Hoover Institution (Stanford, CA) — Economists from around the world gathered at the Hoover Institution on May 8, 2025, to honor John B. Taylor, an internationally renowned economist and driving force behind rules-based monetary policy, who can now claim more than fifty years of scholarship in the field.

Taylor is the George P. Shultz Senior Fellow in Economics at the Hoover Institution and the Mary and Robert Raymond Professor of Economics at Stanford University. An award-winning teacher and researcher, he served as senior economist on the President’s Council of Economic Advisers from 1976 to 1977, as a member of the Council from 1989 to 1991, and as under secretary of Treasury for international affairs from 2001 to 2005.

His most celebrated contribution to the field of monetary economics has become known as the “Taylor rule.” Expounded in an influential 1993 article, the rule provides a formula that ties a central bank’s key overnight lending rate to the current rate of inflation and economic growth. It provides a benchmark for monetary policy evaluation that Taylor showed produces much improved economic outcomes.

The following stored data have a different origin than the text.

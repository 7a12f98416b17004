//! CLI command definitions and handlers.

pub mod models;
pub mod predict;

use clap::{Parser, Subcommand};
use idgen_core::{ConfigurationError, InputValidationError, PredictError};

/// idgen - identity-preserving portrait generation
#[derive(Parser)]
#[command(name = "idgen")]
#[command(author, version, about, long_about = None)]
pub struct Cli {
    /// Shared prediction arguments (images, prompt, conditioning).
    #[command(flatten)]
    pub predict: predict::PredictArgs,

    /// Increase verbosity (-v, -vv, -vvv)
    #[arg(short, long, action = clap::ArgAction::Count, global = true)]
    pub verbose: u8,

    #[command(subcommand)]
    pub command: Option<Commands>,
}

/// Available subcommands
#[derive(Subcommand)]
pub enum Commands {
    /// Generate an image from a face photo
    Predict(predict::PredictArgs),
    /// Inspect model weights
    Models(models::ModelsArgs),
}

/// Process exit codes.
#[derive(Debug, Clone, Copy, PartialEq, Eq)]
pub enum ExitCode {
    /// Prediction written.
    Success = 0,
    /// Any other failure.
    Error = 1,
    /// The request could not be served as given.
    InvalidInput = 2,
    /// The process is not set up to serve requests.
    Configuration = 3,
}

impl ExitCode {
    /// Picks the exit code for a failed command by walking its error chain.
    #[must_use]
    pub fn for_error(err: &anyhow::Error) -> Self {
        for cause in err.chain() {
            if let Some(err) = cause.downcast_ref::<PredictError>() {
                return match err {
                    PredictError::Input(_) => Self::InvalidInput,
                    PredictError::Configuration(_) => Self::Configuration,
                    PredictError::Collaborator { .. } => Self::Error,
                };
            }
            if cause.is::<InputValidationError>() {
                return Self::InvalidInput;
            }
            if cause.is::<ConfigurationError>() {
                return Self::Configuration;
            }
        }
        Self::Error
    }
}

impl From<ExitCode> for std::process::ExitCode {
    fn from(code: ExitCode) -> Self {
        Self::from(code as u8)
    }
}
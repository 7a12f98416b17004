//! JSON summary output.

use anyhow::Result;
use idgen_core::PredictionSummary;
use std::io::{self, Write};
use std::sync::Mutex;

/// Writes prediction summaries as JSON.
pub struct JsonOutput {
    writer: Mutex<Box<dyn Write + Send>>,
}

impl JsonOutput {
    /// Creates a new JSON output writing to stdout.
    #[must_use]
    pub fn stdout() -> Self {
        Self {
            writer: Mutex::new(Box::new(io::stdout())),
        }
    }

    /// Creates a new JSON output writing to the given writer.
    #[cfg(test)]
    #[must_use]
    pub fn new(writer: Box<dyn Write + Send>) -> Self {
        Self {
            writer: Mutex::new(writer),
        }
    }

    /// Writes one summary, compact on a single line unless `pretty`.
    #[allow(clippy::significant_drop_tightening)]
    pub fn write_summary(&self, summary: &PredictionSummary, pretty: bool) -> Result<()> {
        let json = if pretty {
            serde_json::to_string_pretty(summary)?
        } else {
            serde_json::to_string(summary)?
        };
        let mut writer = self
            .writer
            .lock()
            .map_err(|e| anyhow::anyhow!("Lock poisoned: {e}"))?;
        writeln!(writer, "{json}")?;
        writer.flush()?;
        Ok(())
    }
}
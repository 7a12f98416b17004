//! Generation request parameters.

use serde::{Deserialize, Serialize};

use super::AuxKind;
use crate::error::InputValidationError;

/// Largest accepted seed (`i32::MAX`).
pub const MAX_SEED: u32 = i32::MAX as u32;

/// Inclusive bounds for every numeric request parameter.
pub mod limits {
    /// Output width/height.
    pub const DIMENSION: (u32, u32) = (512, 2048);
    /// Adapter and IdentityNet strength ratios.
    pub const RATIO: (f32, f32) = (0.0, 1.0);
    /// Pose/canny/depth strengths.
    pub const AUX_STRENGTH: (f32, f32) = (0.0, 1.5);
    /// Denoising steps.
    pub const STEPS: (u32, u32) = (1, 30);
    /// Classifier-free guidance scale.
    pub const GUIDANCE: (f32, f32) = (0.0, 10.0);
}

/// Toggle and strength for one auxiliary conditioning signal.
#[derive(Debug, Clone, Copy, PartialEq, Serialize, Deserialize)]
pub struct AuxToggle {
    /// Whether the signal is used.
    pub enabled: bool,
    /// ControlNet conditioning scale for the signal.
    pub strength: f32,
}

impl Default for AuxToggle {
    fn default() -> Self {
        Self {
            enabled: false,
            strength: 0.5,
        }
    }
}

/// All parameters of one prediction.
#[derive(Debug, Clone, PartialEq, Serialize, Deserialize)]
pub struct GenerationRequest {
    /// Path or URL of the face photo.
    pub face_image: String,
    /// Path or URL of an optional reference pose image.
    pub pose_image: Option<String>,
    /// Positive prompt.
    pub prompt: String,
    /// Negative prompt.
    pub negative_prompt: String,
    /// Requested output width; drives the face detector input size.
    pub width: u32,
    /// Requested output height; drives the face detector input size.
    pub height: u32,
    /// IP-adapter scale (detail).
    pub adapter_strength_ratio: f32,
    /// IdentityNet conditioning scale (fidelity).
    pub identitynet_strength_ratio: f32,
    /// Pose skeleton conditioning.
    pub pose: AuxToggle,
    /// Canny edge conditioning.
    pub canny: AuxToggle,
    /// Depth map conditioning.
    pub depth: AuxToggle,
    /// Number of denoising steps.
    pub num_steps: u32,
    /// Classifier-free guidance scale.
    pub guidance_scale: f32,
    /// Seed; `None` or `Some(0)` draws a fresh random seed.
    pub seed: Option<u32>,
    /// Run the NSFW classifier on the output.
    pub safety_checker: bool,
}

impl GenerationRequest {
    /// Creates a request for `face_image` with default parameters.
    #[must_use]
    pub fn new(face_image: impl Into<String>) -> Self {
        Self {
            face_image: face_image.into(),
            pose_image: None,
            prompt: "a person".to_string(),
            negative_prompt: "ugly, low quality, deformed face".to_string(),
            width: 640,
            height: 640,
            adapter_strength_ratio: 0.8,
            identitynet_strength_ratio: 0.8,
            pose: AuxToggle::default(),
            canny: AuxToggle::default(),
            depth: AuxToggle::default(),
            num_steps: 6,
            guidance_scale: 0.0,
            seed: None,
            safety_checker: true,
        }
    }

    /// Sets the reference pose image.
    #[must_use]
    pub fn with_pose_image(mut self, pose_image: impl Into<String>) -> Self {
        self.pose_image = Some(pose_image.into());
        self
    }

    /// Sets the prompt.
    #[must_use]
    pub fn with_prompt(mut self, prompt: impl Into<String>) -> Self {
        self.prompt = prompt.into();
        self
    }

    /// Sets the seed.
    #[must_use]
    pub const fn with_seed(mut self, seed: u32) -> Self {
        self.seed = Some(seed);
        self
    }

    /// Auxiliary toggles paired with their kind, in application order.
    #[must_use]
    pub const fn aux_toggles(&self) -> [(AuxKind, AuxToggle); 3] {
        [
            (AuxKind::Pose, self.pose),
            (AuxKind::Canny, self.canny),
            (AuxKind::Depth, self.depth),
        ]
    }

    /// Checks every numeric parameter against its accepted range.
    ///
    /// # Errors
    ///
    /// Returns [`InputValidationError::MissingFaceImage`] for a blank face
    /// image, else [`InputValidationError::OutOfRange`] for the first
    /// parameter outside its bounds.
    pub fn validate(&self) -> Result<(), InputValidationError> {
        if self.face_image.trim().is_empty() {
            return Err(InputValidationError::MissingFaceImage);
        }
        check_u32("width", self.width, limits::DIMENSION)?;
        check_u32("height", self.height, limits::DIMENSION)?;
        check_f32(
            "adapter_strength_ratio",
            self.adapter_strength_ratio,
            limits::RATIO,
        )?;
        check_f32(
            "identitynet_strength_ratio",
            self.identitynet_strength_ratio,
            limits::RATIO,
        )?;
        check_f32("pose_strength", self.pose.strength, limits::AUX_STRENGTH)?;
        check_f32("canny_strength", self.canny.strength, limits::AUX_STRENGTH)?;
        check_f32("depth_strength", self.depth.strength, limits::AUX_STRENGTH)?;
        check_u32("num_steps", self.num_steps, limits::STEPS)?;
        check_f32("guidance_scale", self.guidance_scale, limits::GUIDANCE)?;
        if let Some(seed) = self.seed {
            // 0 is accepted and means "pick one for me".
            check_u32("seed", seed, (0, MAX_SEED))?;
        }
        Ok(())
    }
}

fn check_u32(
    field: &'static str,
    value: u32,
    (min, max): (u32, u32),
) -> Result<(), InputValidationError> {
    if (min..=max).contains(&value) {
        Ok(())
    } else {
        Err(InputValidationError::OutOfRange {
            field,
            min: f64::from(min),
            max: f64::from(max),
            value: f64::from(value),
        })
    }
}

fn check_f32(
    field: &'static str,
    value: f32,
    (min, max): (f32, f32),
) -> Result<(), InputValidationError> {
    if (min..=max).contains(&value) {
        Ok(())
    } else {
        Err(InputValidationError::OutOfRange {
            field,
            min: f64::from(min),
            max: f64::from(max),
            value: f64::from(value),
        })
    }
}
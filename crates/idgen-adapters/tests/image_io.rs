//! Integration tests for image loading and result persistence.

#![allow(clippy::unwrap_used, clippy::expect_used)]

use std::time::Duration;

use idgen_adapters::{FileResultOutput, FsImageLoader};
use idgen_core::{GenerationResult, ImageLoader, ResultOutput};
use idgen_test_support::SyntheticImageBuilder;
use image::GenericImageView;

fn loader() -> FsImageLoader {
    FsImageLoader::new(Duration::from_secs(5)).expect("client should build")
}

fn result(width: u32, height: u32) -> GenerationResult {
    GenerationResult {
        image: SyntheticImageBuilder::portrait(width, height),
        nsfw: false,
        seed: 7,
        width,
        height,
    }
}

#[test]
fn test_load_png_as_rgb() {
    let dir = tempfile::tempdir().unwrap();
    let path = dir.path().join("face.png");
    SyntheticImageBuilder::checkerboard(24, 16, 4)
        .to_luma8()
        .save(&path)
        .unwrap();

    let image = loader().load(path.to_str().unwrap()).unwrap();
    assert_eq!(image.dimensions(), (24, 16));
    assert!(image.as_rgb8().is_some());
}

#[test]
fn test_load_missing_file_names_path() {
    let err = loader().load("/nonexistent/face.jpg").unwrap_err();
    assert!(err.to_string().contains("/nonexistent/face.jpg"));
}

#[test]
fn test_persist_writes_jpeg_and_creates_dirs() {
    let dir = tempfile::tempdir().unwrap();
    let path = dir.path().join("out/nested/result.jpg");
    let output = FileResultOutput::new(&path);

    let written = output.persist(&result(64, 48)).unwrap();
    assert_eq!(written, path);

    let reloaded = image::open(&path).unwrap();
    assert_eq!(reloaded.dimensions(), (64, 48));
    assert_eq!(
        image::ImageFormat::from_path(&path).unwrap(),
        image::ImageFormat::Jpeg
    );
}

#[test]
fn test_persist_overwrites_previous_result() {
    let dir = tempfile::tempdir().unwrap();
    let output = FileResultOutput::new(dir.path().join("result.jpg"));

    output.persist(&result(64, 48)).unwrap();
    output.persist(&result(32, 32)).unwrap();

    let reloaded = image::open(output.path()).unwrap();
    assert_eq!(reloaded.dimensions(), (32, 32));
    assert_eq!(std::fs::read_dir(dir.path()).unwrap().count(), 1);
}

As numerous speakers emphasized, that rule, along with several other groundbreaking contributions by Taylor, have had a lasting impact on the field, in academia and especially in the practice of monetary policy at central banks.

The tributes came from several leading authorities on monetary policy in the world today.

In a letter read to the audience by Hoover Senior Fellow Michael J. Boskin, Federal Reserve Chair Jerome Powell said Taylor’s work has inspired and guided generations of economists.

“Policymakers around the world and the entire economics profession have benefited from your path-breaking contributions,” Powell wrote. “In the world of monetary policy, the Taylor rule has become an international benchmark in the practical analysis of central banks’ interest rate policies.”

“On behalf of the Federal Reserve,” Powell continued, “I’d like to thank you for your outstanding achievements in academic research, teaching, and public service.”

Federal Reserve Governor Christopher Waller told attendees that a single sentence penned by Taylor in a journal article in 1983 guided as much as twenty years of Waller’s career as a central banker and economist.

“As I read that sentence, I thought, How does society build credibility into the institution instead of relying on the credibility of an individual? That one sentence that John wrote in 1983 set me off on a twenty-year journey studying central bank design,” Waller said.

Less publicized but perhaps even more important has been Taylor’s public service. Hoover Institution Director Condoleezza Rice recounted Taylor’s contributions addressing multiple challenges.

“Whether taking the dinar to Iraq, creating the terrorist financing resolution at the UN Security Council or deciding that yes, we could do more for Poland, John was trusted by the president, by his colleagues, by foreign governments, and by our allies,” Rice said.

“John, I loved working with you in government. I am glad we’ll never have to do it again,” she quipped.

Stanford President Jonathan Levin recounted arriving at Stanford in the summer of 2000 to join the economics faculty and immediately receiving an invitation for he and his wife to come to the Taylors’ house for dinner.

“It was immediately clear, just from the first month I had at Stanford, that John was someone who was going to be kind and generous, and supportive, and indeed he has been for twenty-five years,” Levin said.

Taylor’s daughter, Jen, took to the podium to speak about her dad’s early life; how he originally intended to study physics at Princeton, switched to economics, was lured to Washington, DC, and then came to Stanford in 1984.

“Dad, congratulations on an extraordinary career and success, and thank you for being the best kind of teacher and the best father—one who leads by example. I'm so proud of you, and I love you very much,” she said.

For his part, Taylor warmly thanked the Hoover and wider Stanford community for giving him a place to grow, thrive, and share.

“These places have been more than where I’ve just worked,” he said. “They’ve been my home in many respects. They’ve given me the freedom to follow ideas wherever they lead, the colleagues to challenge and inspire me. And the students who constantly remind me why this work matters.”

“I can’t imagine a more rewarding place to have spent my career.”

Participants in the tribute later gave presentations that grappled with unprecedented challenges such as historic debt levels, the future of digital currency, and global great-power competition. The insights shared at this Hoover Institution conference underscore both the stakes and the complexity of monetary and fiscal policy in the current era.